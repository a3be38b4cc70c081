//! Entity store: the authoritative set of items, keyed by id, with a SKU index.

use std::collections::HashMap;

use chrono::{DateTime, Utc};

use gudang_core::{DomainError, DomainResult, ItemId};

use crate::import::{ItemCandidate, fallback_sku};
use crate::item::Item;

/// Result of [`ItemStore::upsert_by_sku`].
#[derive(Debug, Copy, Clone, PartialEq, Eq)]
pub enum UpsertOutcome {
    Created(ItemId),
    Updated(ItemId),
}

impl UpsertOutcome {
    pub fn item_id(&self) -> ItemId {
        match self {
            UpsertOutcome::Created(id) | UpsertOutcome::Updated(id) => *id,
        }
    }
}

/// In-memory item store.
///
/// Invariants:
/// - every SKU maps to exactly one item
/// - `order` lists every stored id once, in insertion order
#[derive(Debug, Clone, Default)]
pub struct ItemStore {
    items: HashMap<ItemId, Item>,
    order: Vec<ItemId>,
    sku_index: HashMap<String, ItemId>,
}

impl ItemStore {
    pub fn new() -> Self {
        Self::default()
    }

    pub fn len(&self) -> usize {
        self.order.len()
    }

    pub fn is_empty(&self) -> bool {
        self.order.is_empty()
    }

    pub fn contains(&self, id: &ItemId) -> bool {
        self.items.contains_key(id)
    }

    pub fn get(&self, id: &ItemId) -> Option<&Item> {
        self.items.get(id)
    }

    pub fn require(&self, id: &ItemId) -> DomainResult<&Item> {
        self.items.get(id).ok_or_else(|| DomainError::not_found::<Item>(id))
    }

    pub fn get_by_sku(&self, sku: &str) -> Option<&Item> {
        self.sku_index.get(sku).and_then(|id| self.items.get(id))
    }

    /// Items in insertion order.
    pub fn list(&self) -> impl Iterator<Item = &Item> + '_ {
        self.order.iter().filter_map(|id| self.items.get(id))
    }

    /// Insert a fully-formed item (seed data, fixtures).
    pub fn insert(&mut self, item: Item) -> DomainResult<()> {
        if self.items.contains_key(&item.id) {
            return Err(DomainError::conflict(format!("item id {} already exists", item.id)));
        }
        if self.sku_index.contains_key(&item.sku) {
            return Err(DomainError::conflict(format!("sku {} already exists", item.sku)));
        }
        self.index(item);
        Ok(())
    }

    /// Merge into the item sharing the candidate's SKU, or create a new one.
    pub fn upsert_by_sku(&mut self, candidate: ItemCandidate, now: DateTime<Utc>) -> UpsertOutcome {
        let existing = candidate
            .sku_value()
            .and_then(|sku| self.sku_index.get(sku).copied());

        if let Some(id) = existing {
            if let Some(item) = self.items.get_mut(&id) {
                candidate.merge_into(item, now);
            }
            return UpsertOutcome::Updated(id);
        }

        let id = match candidate.sku_value() {
            Some(_) => ItemId::new(),
            None => self.id_with_free_fallback_sku(ItemId::new()),
        };
        let item = candidate.into_new_item(id, now);
        self.index(item);
        UpsertOutcome::Created(id)
    }

    /// `stock += delta`. No lower bound is enforced.
    pub(crate) fn adjust_stock(
        &mut self,
        id: &ItemId,
        delta: i64,
        now: DateTime<Utc>,
    ) -> DomainResult<&Item> {
        let item = self
            .items
            .get_mut(id)
            .ok_or_else(|| DomainError::not_found::<Item>(id))?;
        let stock = item
            .stock
            .checked_add(delta)
            .ok_or_else(|| DomainError::validation("stock adjustment overflows"))?;
        item.stock = stock;
        item.last_updated = now;
        Ok(item)
    }

    pub(crate) fn set_stock(
        &mut self,
        id: &ItemId,
        stock: i64,
        now: DateTime<Utc>,
    ) -> DomainResult<&Item> {
        let item = self
            .items
            .get_mut(id)
            .ok_or_else(|| DomainError::not_found::<Item>(id))?;
        item.stock = stock;
        item.last_updated = now;
        Ok(item)
    }

    /// Delete an item. History records that reference it are not touched.
    pub fn remove(&mut self, id: &ItemId) -> DomainResult<Item> {
        let item = self
            .items
            .remove(id)
            .ok_or_else(|| DomainError::not_found::<Item>(id))?;
        self.order.retain(|o| o != id);
        self.sku_index.remove(&item.sku);
        Ok(item)
    }

    /// `id`, or a fresh one, such that the SKU generated from it is unused.
    fn id_with_free_fallback_sku(&self, mut id: ItemId) -> ItemId {
        while self.sku_index.contains_key(&fallback_sku(&id)) {
            tracing::warn!(item_id = %id, "generated sku already taken");
            id = ItemId::new();
        }
        id
    }

    fn index(&mut self, item: Item) {
        self.sku_index.insert(item.sku.clone(), item.id);
        self.order.push(item.id);
        self.items.insert(item.id, item);
    }
}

> **EXERCISE BRIEF**: Find the word "every" in the data and show each line that holds it.

> **OUTPUT BELOW**:
/// - every SKU maps to exactly one item
/// - `order` lists every stored id once, in insertion order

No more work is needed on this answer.